Not a big fan of Weaver couplers - either type, though for different reasons.

The Lionel trucks of which I speak are the true, modern, low-bolster type - not the "old/modern" truck that maintained the PW high-bolster proportions. I know that they will do in some cases. Some of those old cars just
aren't adaptable to our format, though - not without surgery.

I rather like the old Atlas plastic trucks, myself (the old car tooling has re-appeared as the "Trainman" line). Good detailing and the flanges were no worse than "Fast-angle" types. The big couplers mate with O-gauge couplers pretty reliably. If you put a squillion miles a year on a car the plastic wheels might wear down. Don't know. Plastic can be very tough.

Hi-rail wheels can sometimes be put into 2-rail trucks. I've done it. Then there are coupler issues.
Yes have many of the old Atlas cars that I custom painted and some I picked up.
These trucks are perfect actually for height and look good. But the plastic wheels wear off and do not roll that well and are not heavy enough to track well.

The problem with the Weaver wheel sets is that many are not set to the right gauge and short out on some of my turnouts.
The wheels are to close together.
I have a bunch of the newer Weaver cars and am having trouble with many of them.

I really want good quality free rolling trucks that look good and are heavy so they track well.

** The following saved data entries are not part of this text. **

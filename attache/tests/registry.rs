//! Registry behavior: priority, caching, derivation.

mod common;

use attache::{ExtensionRegistry, ExtensionType, MethodDecl};
use common::{Greeter, GreeterFactory, call_string, supplier};

#[test]
fn most_recently_registered_factory_wins() {
    let registry = ExtensionRegistry::new();
    registry
        .register(GreeterFactory::replying("hi"))
        .register(GreeterFactory::replying("hello"));

    let (_, shared) = supplier();
    let greeter = registry
        .find_for_type::<Greeter>(&shared)
        .expect("attachment")
        .expect("a factory accepts Greeter");
    assert_eq!(call_string(&greeter, "say_hi"), "hello");
}

#[test]
fn unknown_types_resolve_to_none() {
    struct Stranger;
    impl attache::ExtensionType for Stranger {
        fn descriptor() -> std::sync::Arc<attache::TypeDescriptor> {
            attache::TypeDescriptor::builder::<Stranger>("Stranger").build()
        }
    }

    let registry = ExtensionRegistry::new();
    registry.register(GreeterFactory::replying("hi"));

    assert!(registry.has_extension_for(&Greeter::descriptor()));
    assert!(!registry.has_extension_for(&Stranger::descriptor()));

    let (_, shared) = supplier();
    let found = registry
        .find_for_type::<Stranger>(&shared)
        .expect("no construction error for an unhandled type");
    assert!(found.is_none());
}

#[test]
fn metadata_is_built_once_and_reused() {
    let registry = ExtensionRegistry::new();
    registry.register(GreeterFactory::replying("hi"));

    let (_, shared) = supplier();
    let first = registry
        .find_for_type::<Greeter>(&shared)
        .expect("attachment")
        .expect("accepted");
    let second = registry
        .find_for_type::<Greeter>(&shared)
        .expect("attachment")
        .expect("accepted");

    // Distinct instances, identical resolved bindings.
    assert_ne!(first.token(), second.token());
    let key = MethodDecl::new("say_hi").key();
    let first_binding = first.invoker(&key).and_then(|i| i.handler_identity());
    let second_binding = second.invoker(&key).and_then(|i| i.handler_identity());
    assert!(first_binding.is_some());
    assert_eq!(first_binding, second_binding);
}

#[test]
fn registering_rebinds_new_instances_but_never_old_ones() {
    let registry = ExtensionRegistry::new();
    registry.register(GreeterFactory::replying("hi"));

    let (_, shared) = supplier();
    let first = registry
        .find_for_type::<Greeter>(&shared)
        .expect("attachment")
        .expect("accepted");
    assert_eq!(call_string(&first, "say_hi"), "hi");

    registry.register(GreeterFactory::replying("hello"));

    let second = registry
        .find_for_type::<Greeter>(&shared)
        .expect("attachment")
        .expect("accepted");
    assert_eq!(call_string(&second, "say_hi"), "hello");

    // Already-bound metadata is immutable.
    assert_eq!(call_string(&first, "say_hi"), "hi");
}

#[test]
fn factories_are_findable_by_concrete_type() {
    struct Unregistered;
    impl attache::ExtensionFactory for Unregistered {
        fn accepts(&self, _ty: &attache::TypeDescriptor) -> bool {
            false
        }
    }

    let registry = ExtensionRegistry::new();
    registry.register(GreeterFactory::replying("hi"));

    assert!(registry.find_factory::<GreeterFactory>().is_some());
    assert!(registry.find_factory::<Unregistered>().is_none());
}

#[test]
fn derived_registries_do_not_leak_registrations_either_way() {
    let parent = ExtensionRegistry::new();
    parent.register(GreeterFactory::replying("hi"));

    let (_, shared) = supplier();
    let before_copy = parent
        .find_for_type::<Greeter>(&shared)
        .expect("attachment")
        .expect("accepted");
    assert_eq!(call_string(&before_copy, "say_hi"), "hi");

    let child = parent.create_copy();

    // The child starts from the parent's chains and cache ...
    let inherited = child
        .find_for_type::<Greeter>(&shared)
        .expect("attachment")
        .expect("accepted");
    let key = MethodDecl::new("say_hi").key();
    assert_eq!(
        before_copy.invoker(&key).and_then(|i| i.handler_identity()),
        inherited.invoker(&key).and_then(|i| i.handler_identity()),
    );

    // ... but registrations in the child never leak upstream,
    child.register(GreeterFactory::replying("hello"));
    let child_greeter = child
        .find_for_type::<Greeter>(&shared)
        .expect("attachment")
        .expect("accepted");
    assert_eq!(call_string(&child_greeter, "say_hi"), "hello");

    let parent_greeter = parent
        .find_for_type::<Greeter>(&shared)
        .expect("attachment")
        .expect("accepted");
    assert_eq!(call_string(&parent_greeter, "say_hi"), "hi");

    // ... and vice versa.
    parent.register(GreeterFactory::replying("howdy"));
    let child_again = child
        .find_for_type::<Greeter>(&shared)
        .expect("attachment")
        .expect("accepted");
    assert_eq!(call_string(&child_again, "say_hi"), "hello");
}

#[test]
fn concurrent_first_use_converges_on_one_metadata() {
    use std::sync::Arc;

    let registry = Arc::new(ExtensionRegistry::new());
    registry.register(GreeterFactory::replying("hi"));

    let (_, shared) = supplier();
    let mut workers = Vec::new();
    for _ in 0..8 {
        let registry = registry.clone();
        let shared = shared.clone();
        workers.push(std::thread::spawn(move || {
            let greeter = registry
                .find_for_type::<Greeter>(&shared)
                .expect("attachment")
                .expect("accepted");
            let key = MethodDecl::new("say_hi").key();
            let binding = greeter.invoker(&key).and_then(|i| i.handler_identity());
            (call_string(&greeter, "say_hi"), binding)
        }));
    }

    let results: Vec<_> = workers
        .into_iter()
        .map(|worker| worker.join().expect("worker thread"))
        .collect();
    for (reply, _) in &results {
        assert_eq!(reply, "hi");
    }
    // Whichever build won, every thread observed the same cached bindings.
    let bindings: std::collections::HashSet<_> =
        results.iter().map(|(_, binding)| *binding).collect();
    assert_eq!(bindings.len(), 1);
}
//! Interactive mode – read key lines, dispatch them, print the display.

use crate::config::PresentationConfig;
use deskcalc_engine::event::tokenize_keys;
use deskcalc_engine::platform::TerminalPresenter;
use deskcalc_engine::AppContext;
use dialoguer::Input;

const QUIT_WORDS: [&str; 3] = ["quit", "exit", "q"];

pub fn run_repl(presentation: &PresentationConfig) {
    let presenter = TerminalPresenter::new(presentation.width, presentation.show_mode);
    let ctx = AppContext::new(Box::new(presenter));

    tracing::debug!(width = presentation.width, "starting repl");
    println!("Keys separated by spaces (e.g. `3.5 + 2 =`, `90 sin`, `mode`). `quit` exits.");
    if let Err(e) = ctx.present() {
        eprintln!("error: {}", e);
        return;
    }

    loop {
        let line: String = match Input::new()
            .with_prompt(&presentation.prompt)
            .allow_empty(true)
            .interact_text()
        {
            Ok(l) => l,
            Err(e) => {
                tracing::debug!(error = %e, "input closed");
                break;
            }
        };

        let trimmed = line.trim();
        if QUIT_WORDS.contains(&trimmed) {
            break;
        }
        if trimmed.is_empty() {
            continue;
        }

        match tokenize_keys(trimmed) {
            Ok(events) => {
                ctx.with_calculator(|c| c.dispatch_all(events));
                if let Err(e) = ctx.present() {
                    eprintln!("error: {}", e);
                    break;
                }
            }
            Err(e) => eprintln!("{}", e),
        }
    }
}
use crate::config::LoggingConfig;
use tracing_subscriber::{fmt, prelude::*, EnvFilter, Layer};

/// Most verbose level enabled in the config; `RUST_LOG` takes precedence.
pub fn level_from_config(config: &LoggingConfig) -> &'static str {
    let levels = &config.levels;
    let mut level = "off";
    if levels.critical || levels.error {
        level = "error";
    }
    if levels.warning {
        level = "warn";
    }
    if levels.info {
        level = "info";
    }
    if levels.debug {
        level = "debug";
    }
    level
}

pub fn init_logging(config: &LoggingConfig) {
    let level = level_from_config(config);
    let filter = EnvFilter::try_from_default_env().unwrap_or_else(|_| EnvFilter::new(level));

    let show_file = config.format.location.show_file;
    let show_line = config.format.location.show_line;

    // stdout carries results; logs go to stderr.
    let fmt_layer = match (config.format.json, config.format.show_time) {
        (true, _) => fmt::layer()
            .json()
            .with_writer(std::io::stderr)
            .with_file(show_file)
            .with_line_number(show_line)
            .boxed(),
        (false, true) => fmt::layer()
            .with_writer(std::io::stderr)
            .with_target(show_file)
            .with_file(show_file)
            .with_line_number(show_line)
            .boxed(),
        (false, false) => fmt::layer()
            .with_writer(std::io::stderr)
            .with_target(show_file)
            .with_file(show_file)
            .with_line_number(show_line)
            .without_time()
            .boxed(),
    };

    // try_init: a second initialisation (tests) is not an error.
    let _ = tracing_subscriber::registry()
        .with(filter)
        .with(fmt_layer)
        .try_init();
}
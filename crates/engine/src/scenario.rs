//! Scenario runner – execute scripted key sequences from YAML files.

use crate::commands::CommandRegistry;
use crate::context::AppContext;
use crate::event;
use crate::types::*;
use std::time::Instant;

/// Load a scenario from a YAML string.
pub fn load_scenario(yaml: &str) -> Result<Scenario, String> {
    serde_yaml::from_str(yaml).map_err(|e| format!("failed to parse scenario YAML: {}", e))
}

/// Execute a scenario against a fresh headless session.
pub fn run_scenario(scenario: &Scenario, registry: &CommandRegistry) -> ScenarioResult {
    let ctx = AppContext::default_headless();
    run_scenario_in(scenario, &ctx, registry)
}

/// Execute a scenario against an existing session.
pub fn run_scenario_in(
    scenario: &Scenario,
    ctx: &AppContext,
    registry: &CommandRegistry,
) -> ScenarioResult {
    let mut step_results = Vec::new();
    let mut overall = Status::Pass;

    for (i, step) in scenario.steps.iter().enumerate() {
        let result = match step {
            ScenarioStep::Press {
                press,
                expect_display,
            } => run_press_step(i, press, expect_display.as_deref(), ctx),
            ScenarioStep::Call {
                call,
                args,
                expect_status,
            } => {
                let r = registry.execute(call, args.clone(), ctx);
                let actual_status = r.status.as_str();
                if actual_status != expect_status {
                    tracing::warn!(
                        step = i,
                        expected = %expect_status,
                        actual = %actual_status,
                        "scenario step status mismatch"
                    );
                    overall = Status::Fail;
                }
                r
            }
        };
        if matches!(step, ScenarioStep::Press { .. }) && result.status != Status::Pass {
            overall = Status::Fail;
        }
        step_results.push(result);
    }

    ScenarioResult {
        name: scenario.name.clone(),
        overall_status: overall,
        step_results,
    }
}

fn run_press_step(
    index: usize,
    keys: &str,
    expect_display: Option<&str>,
    ctx: &AppContext,
) -> CommandResult {
    let run_id = new_run_id();
    let start = Instant::now();

    let events = match event::tokenize_keys(keys) {
        Ok(events) => events,
        Err(e) => {
            return result_err(
                "press",
                keys,
                &run_id,
                start.elapsed().as_millis() as u64,
                ErrorCode::InvalidInput,
                e.to_string(),
            );
        }
    };

    let snapshot = ctx.with_calculator(|c| {
        c.dispatch_all(events);
        c.snapshot()
    });
    if let Err(e) = ctx.present() {
        tracing::warn!(error = %e, "presenter failed");
    }
    let elapsed = start.elapsed().as_millis() as u64;
    let data = serde_json::to_value(&snapshot).unwrap_or_default();

    if let Some(expected) = expect_display {
        if snapshot.display != expected {
            tracing::warn!(
                step = index,
                expected = %expected,
                actual = %snapshot.display,
                "scenario display mismatch"
            );
            let mut r = result_fail(
                "press",
                keys,
                &run_id,
                elapsed,
                format!("expected display {:?}, got {:?}", expected, snapshot.display),
                serde_json::json!({ "expected": expected, "actual": snapshot.display }),
            );
            r.data = Some(data);
            return r;
        }
    }

    let mut r = result_ok("press", keys, &run_id, elapsed);
    r.data = Some(data);
    r
}
//! Daemon mode – minimal JSON-RPC-ish protocol over Unix socket.
//!
//! Every connection gets its own calculator session.

use deskcalc_engine::types::*;
use deskcalc_engine::{AppContext, CommandRegistry};
use std::path::PathBuf;
use std::sync::Arc;
use tokio::io::{AsyncBufReadExt, AsyncWriteExt, BufReader};
use tokio::net::{UnixListener, UnixStream};

pub async fn run_daemon(socket_path: PathBuf, registry: CommandRegistry) {
    // Remove stale socket if it exists
    let _ = std::fs::remove_file(&socket_path);

    let listener = match UnixListener::bind(&socket_path) {
        Ok(l) => l,
        Err(e) => {
            eprintln!("error: cannot bind socket {}: {}", socket_path.display(), e);
            std::process::exit(2);
        }
    };

    eprintln!("calcctl daemon listening on {}", socket_path.display());
    let registry = Arc::new(registry);

    loop {
        match listener.accept().await {
            Ok((stream, _addr)) => {
                let registry = Arc::clone(&registry);
                tokio::spawn(async move {
                    handle_connection(stream, &registry).await;
                });
            }
            Err(e) => {
                tracing::warn!(error = %e, "accept failed");
            }
        }
    }
}

async fn handle_connection(stream: UnixStream, registry: &CommandRegistry) {
    let ctx = AppContext::default_headless();
    let (reader, mut writer) = stream.into_split();
    let mut lines = BufReader::new(reader).lines();
    tracing::debug!("session opened");

    while let Ok(Some(line)) = lines.next_line().await {
        let response = handle_request(&line, &ctx, registry);
        let mut resp_json = serde_json::to_string(&response).unwrap_or_else(|_| "{}".into());
        resp_json.push('\n');
        if writer.write_all(resp_json.as_bytes()).await.is_err() {
            break;
        }
    }
    tracing::debug!("session closed");
}

pub fn handle_request(line: &str, ctx: &AppContext, registry: &CommandRegistry) -> DaemonResponse {
    let req: DaemonRequest = match serde_json::from_str(line) {
        Ok(r) => r,
        Err(e) => {
            return DaemonResponse {
                id: "unknown".into(),
                result: None,
                error: Some(ErrorInfo {
                    code: ErrorCode::InvalidInput,
                    message: format!("invalid JSON request: {}", e),
                    details: serde_json::Value::Null,
                }),
            };
        }
    };

    let result = match req.method.as_str() {
        "call" => {
            let cmd_name = req.params.get("cmd").and_then(|v| v.as_str()).unwrap_or("");
            let args = req
                .params
                .get("args")
                .cloned()
                .unwrap_or(serde_json::Value::Object(Default::default()));
            registry.execute(cmd_name, args, ctx)
        }
        // Shorthands for the two hot paths.
        "press" => registry.execute("press", req.params.clone(), ctx),
        "display" => registry.execute("display", serde_json::Value::Null, ctx),
        other => {
            return DaemonResponse {
                id: req.id,
                result: None,
                error: Some(ErrorInfo {
                    code: ErrorCode::InvalidInput,
                    message: format!("unknown method: {}", other),
                    details: serde_json::Value::Null,
                }),
            };
        }
    };

    DaemonResponse {
        id: req.id,
        result: Some(result),
        error: None,
    }
}
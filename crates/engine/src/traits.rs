use crate::calculator::Calculator;
use crate::event::{AngleMode, BinaryOp};
use serde::{Deserialize, Serialize};

/// Result type for presentation-side operations.
pub type CapResult<T> = Result<T, CapError>;

#[derive(Debug, thiserror::Error)]
pub enum CapError {
    #[error("io error: {0}")]
    Io(#[from] std::io::Error),

    #[error("{0}")]
    Other(String),
}

// ---------------------------------------------------------------------------
// Presentation
// ---------------------------------------------------------------------------

/// Everything a presentation layer needs to draw the calculator.
#[derive(Debug, Clone, PartialEq, Serialize, Deserialize)]
pub struct Frame {
    pub display: String,
    pub angle_mode: AngleMode,
    #[serde(default, skip_serializing_if = "Option::is_none")]
    pub pending: Option<BinaryOp>,
}

impl From<&Calculator> for Frame {
    fn from(calc: &Calculator) -> Self {
        Self {
            display: calc.display().to_string(),
            angle_mode: calc.angle_mode(),
            pending: calc.pending_operator(),
        }
    }
}

/// Renders frames. Implementations own their own styling; nothing flows
/// back into the engine.
pub trait Presenter: Send + Sync {
    fn present(&self, frame: &Frame) -> CapResult<()>;
}
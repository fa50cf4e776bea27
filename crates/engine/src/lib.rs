//! Engine crate – the desk-calculator core shared by every front end.
//!
//! The calculator is driven purely by symbolic key events and reports a
//! display string after each one. This crate does NOT draw anything: a
//! presentation layer (terminal, GUI, test harness) sends [`Event`]s and
//! renders whatever [`Calculator::display`] returns.

pub mod calculator;
pub mod commands;
pub mod context;
pub mod event;
pub mod format;
pub mod math;
pub mod platform;
pub mod scenario;
pub mod traits;
pub mod types;

// Re-exports for convenience
pub use calculator::{Calculator, Snapshot};
pub use commands::CommandRegistry;
pub use context::AppContext;
pub use event::{AngleMode, BinaryOp, Constant, Event, Paren, UnaryFn};
pub use math::CalcError;
pub use types::{CommandResult, ErrorCode, ErrorInfo, Status};
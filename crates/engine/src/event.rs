//! Symbolic key events – the only input the calculator accepts.
//!
//! Presentation layers translate clicks and key presses into [`Event`]s.
//! Symbols cover the keypad glyphs, plain ASCII spellings and the keyboard
//! bindings of a desktop calculator (Return, BackSpace, Escape, ...).

use serde::{Deserialize, Serialize};
use std::fmt;
use std::str::FromStr;

#[derive(Debug, Clone, Copy, PartialEq, Eq, Serialize, Deserialize)]
#[serde(rename_all = "snake_case")]
pub enum BinaryOp {
    Add,
    Sub,
    Mul,
    Div,
    Mod,
    Pow,
}

impl BinaryOp {
    /// Glyph shown after the left operand while the operator is pending.
    pub fn display_symbol(self) -> &'static str {
        match self {
            BinaryOp::Add => "+",
            BinaryOp::Sub => "-",
            BinaryOp::Mul => "×",
            BinaryOp::Div => "÷",
            BinaryOp::Mod => "%",
            BinaryOp::Pow => "^",
        }
    }
}

#[derive(Debug, Clone, Copy, PartialEq, Eq, Serialize, Deserialize)]
#[serde(rename_all = "snake_case")]
pub enum UnaryFn {
    Sin,
    Cos,
    Tan,
    Asin,
    Acos,
    Atan,
    Log10,
    Ln,
    Sqrt,
    Square,
    Cube,
    Pow10,
    Reciprocal,
    Factorial,
    Abs,
}

impl UnaryFn {
    pub fn name(self) -> &'static str {
        match self {
            UnaryFn::Sin => "sin",
            UnaryFn::Cos => "cos",
            UnaryFn::Tan => "tan",
            UnaryFn::Asin => "asin",
            UnaryFn::Acos => "acos",
            UnaryFn::Atan => "atan",
            UnaryFn::Log10 => "log10",
            UnaryFn::Ln => "ln",
            UnaryFn::Sqrt => "sqrt",
            UnaryFn::Square => "square",
            UnaryFn::Cube => "cube",
            UnaryFn::Pow10 => "pow10",
            UnaryFn::Reciprocal => "reciprocal",
            UnaryFn::Factorial => "factorial",
            UnaryFn::Abs => "abs",
        }
    }

    /// sin, cos, tan: the argument is an angle.
    pub fn is_trig(self) -> bool {
        matches!(self, UnaryFn::Sin | UnaryFn::Cos | UnaryFn::Tan)
    }

    /// asin, acos, atan: the result is an angle.
    pub fn is_inverse_trig(self) -> bool {
        matches!(self, UnaryFn::Asin | UnaryFn::Acos | UnaryFn::Atan)
    }
}

#[derive(Debug, Clone, Copy, PartialEq, Eq, Serialize, Deserialize)]
#[serde(rename_all = "snake_case")]
pub enum Constant {
    Pi,
    E,
}

impl Constant {
    /// Full-precision decimal text written into the input buffer.
    pub fn literal(self) -> &'static str {
        match self {
            Constant::Pi => "3.141592653589793",
            Constant::E => "2.718281828459045",
        }
    }
}

#[derive(Debug, Clone, Copy, PartialEq, Eq, Serialize, Deserialize)]
#[serde(rename_all = "snake_case")]
pub enum Paren {
    Open,
    Close,
}

impl Paren {
    pub fn as_char(self) -> char {
        match self {
            Paren::Open => '(',
            Paren::Close => ')',
        }
    }
}

#[derive(Debug, Clone, Copy, PartialEq, Eq, Default, Serialize, Deserialize)]
#[serde(rename_all = "snake_case")]
pub enum AngleMode {
    #[default]
    Degrees,
    Radians,
}

impl AngleMode {
    pub fn toggled(self) -> Self {
        match self {
            AngleMode::Degrees => AngleMode::Radians,
            AngleMode::Radians => AngleMode::Degrees,
        }
    }

    pub fn label(self) -> &'static str {
        match self {
            AngleMode::Degrees => "DEG",
            AngleMode::Radians => "RAD",
        }
    }
}

impl FromStr for AngleMode {
    type Err = ParseEventError;

    fn from_str(s: &str) -> Result<Self, Self::Err> {
        match s.to_ascii_lowercase().as_str() {
            "deg" | "degrees" => Ok(AngleMode::Degrees),
            "rad" | "radians" => Ok(AngleMode::Radians),
            _ => Err(ParseEventError::Unknown(s.to_string())),
        }
    }
}

#[derive(Debug, Clone, Copy, PartialEq, Eq, Serialize, Deserialize)]
#[serde(tag = "kind", content = "value", rename_all = "snake_case")]
pub enum Event {
    Digit(u8),
    Decimal,
    Operator(BinaryOp),
    Unary(UnaryFn),
    Constant(Constant),
    Paren(Paren),
    Equals,
    Clear,
    Backspace,
    ToggleAngleMode,
}

#[derive(Debug, Clone, PartialEq, Eq, thiserror::Error)]
pub enum ParseEventError {
    #[error("unknown key: {0}")]
    Unknown(String),
    #[error("empty key")]
    Empty,
}

impl FromStr for Event {
    type Err = ParseEventError;

    fn from_str(s: &str) -> Result<Self, Self::Err> {
        let s = s.trim();
        if s.is_empty() {
            return Err(ParseEventError::Empty);
        }

        // Glyphs and case-sensitive bindings first: "e" is Euler's number,
        // "C" and "c" both clear.
        let event = match s {
            "0" | "1" | "2" | "3" | "4" | "5" | "6" | "7" | "8" | "9" => {
                Event::Digit(s.as_bytes()[0] - b'0')
            }
            "." | "," => Event::Decimal,
            "+" => Event::Operator(BinaryOp::Add),
            "-" | "−" => Event::Operator(BinaryOp::Sub),
            "*" | "×" | "x" => Event::Operator(BinaryOp::Mul),
            "/" | "÷" => Event::Operator(BinaryOp::Div),
            "%" => Event::Operator(BinaryOp::Mod),
            "^" | "**" => Event::Operator(BinaryOp::Pow),
            "√" => Event::Unary(UnaryFn::Sqrt),
            "x²" => Event::Unary(UnaryFn::Square),
            "x³" => Event::Unary(UnaryFn::Cube),
            "10^x" => Event::Unary(UnaryFn::Pow10),
            "1/x" => Event::Unary(UnaryFn::Reciprocal),
            "x!" | "!" => Event::Unary(UnaryFn::Factorial),
            "|x|" => Event::Unary(UnaryFn::Abs),
            "π" => Event::Constant(Constant::Pi),
            "e" => Event::Constant(Constant::E),
            "(" => Event::Paren(Paren::Open),
            ")" => Event::Paren(Paren::Close),
            "=" => Event::Equals,
            "C" | "c" => Event::Clear,
            "⌫" => Event::Backspace,
            "DEG/RAD" => Event::ToggleAngleMode,
            _ => return parse_word(s),
        };
        Ok(event)
    }
}

fn parse_word(s: &str) -> Result<Event, ParseEventError> {
    let event = match s.to_ascii_lowercase().as_str() {
        "sin" => Event::Unary(UnaryFn::Sin),
        "cos" => Event::Unary(UnaryFn::Cos),
        "tan" => Event::Unary(UnaryFn::Tan),
        "asin" => Event::Unary(UnaryFn::Asin),
        "acos" => Event::Unary(UnaryFn::Acos),
        "atan" => Event::Unary(UnaryFn::Atan),
        "log" | "log10" => Event::Unary(UnaryFn::Log10),
        "ln" => Event::Unary(UnaryFn::Ln),
        "sqrt" => Event::Unary(UnaryFn::Sqrt),
        "sq" | "square" => Event::Unary(UnaryFn::Square),
        "cube" => Event::Unary(UnaryFn::Cube),
        "pow10" => Event::Unary(UnaryFn::Pow10),
        "recip" | "reciprocal" => Event::Unary(UnaryFn::Reciprocal),
        "fact" | "factorial" => Event::Unary(UnaryFn::Factorial),
        "abs" => Event::Unary(UnaryFn::Abs),
        "pi" => Event::Constant(Constant::Pi),
        "mod" => Event::Operator(BinaryOp::Mod),
        "pow" => Event::Operator(BinaryOp::Pow),
        "return" | "enter" => Event::Equals,
        "clear" | "escape" | "delete" => Event::Clear,
        "backspace" => Event::Backspace,
        "mode" | "deg/rad" => Event::ToggleAngleMode,
        _ => return Err(ParseEventError::Unknown(s.to_string())),
    };
    Ok(event)
}

impl fmt::Display for Event {
    fn fmt(&self, f: &mut fmt::Formatter<'_>) -> fmt::Result {
        match self {
            Event::Digit(d) => write!(f, "{}", d),
            Event::Decimal => f.write_str("."),
            Event::Operator(op) => f.write_str(op.display_symbol()),
            Event::Unary(fun) => f.write_str(fun.name()),
            Event::Constant(Constant::Pi) => f.write_str("π"),
            Event::Constant(Constant::E) => f.write_str("e"),
            Event::Paren(p) => write!(f, "{}", p.as_char()),
            Event::Equals => f.write_str("="),
            Event::Clear => f.write_str("C"),
            Event::Backspace => f.write_str("⌫"),
            Event::ToggleAngleMode => f.write_str("DEG/RAD"),
        }
    }
}

/// Split a key line into events.
///
/// Keys are separated by whitespace; a token made only of digits and decimal
/// points is expanded into one event per character, so `"3.5 + 2 ="` yields
/// `3 . 5 + 2 =`.
pub fn tokenize_keys(line: &str) -> Result<Vec<Event>, ParseEventError> {
    let mut events = Vec::new();
    for token in line.split_whitespace() {
        let numeric = token.len() > 1 && token.chars().all(|c| c.is_ascii_digit() || c == '.');
        if numeric {
            for c in token.chars() {
                let mut buf = [0u8; 4];
                events.push(c.encode_utf8(&mut buf).parse()?);
            }
        } else {
            events.push(token.parse()?);
        }
    }
    Ok(events)
}

/// Every canonical key symbol, in keypad order.
pub fn key_symbols() -> Vec<&'static str> {
    vec![
        "0", "1", "2", "3", "4", "5", "6", "7", "8", "9", ".", "+", "-", "×", "÷", "%", "^", "=",
        "C", "⌫", "sin", "cos", "tan", "asin", "acos", "atan", "log", "ln", "√", "x²", "x³",
        "10^x", "1/x", "x!", "|x|", "π", "e", "(", ")", "DEG/RAD",
    ]
}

Most of the new Atlas, MTH and Lionel cars when on a track with just the very slightest of grades will roll away.

Having done a few cars in the manner that you describe, I have found that the

newer-design Atlas, MTH/ Lionel and K-line(?) high-end trucks have low bolsters. The earlier high-bolster designs were in keeping with the PW thinking.

 

I like Weaver trucks well enough; it's their couplers that don't work well. The die cast

couplers can work better than the plastic, but the uncoupling disk can hang so low

that it will short out on small irregularities (U/C section) and often has little room to

move.

 

The early Atlas plastic trucks were accurate and track well - I would not call them

"junk" at all. Weight the cars; the couplers mate pretty well, and look no worse than

any O-gauge coupler. (The old Pola trucks/couplers are hard to deal with.)

 

I have often put hi-rail wheel sets in 2-rail trucks, and often a Weaver coupler will

fit nicely on the truck bolster. A little fiddling may be needed; case by case basis.

 

I love the old 2-rail "O" stuff; it can be inexpensive and historically interesting.

I just this week finished 3-railing and old wood/card stock/brass boxcar that I got

for cheap at auction. Looks pretty good among all the modern production. It had a

high floor and a lot of washers atop the Walthers lead-casting trucks that came on it, so it took to the earlier Lionel high-bolster die cast trucks very well, and sits nice and low.

Glad to see that others like the out-of-the-box (box? what box?) thinking.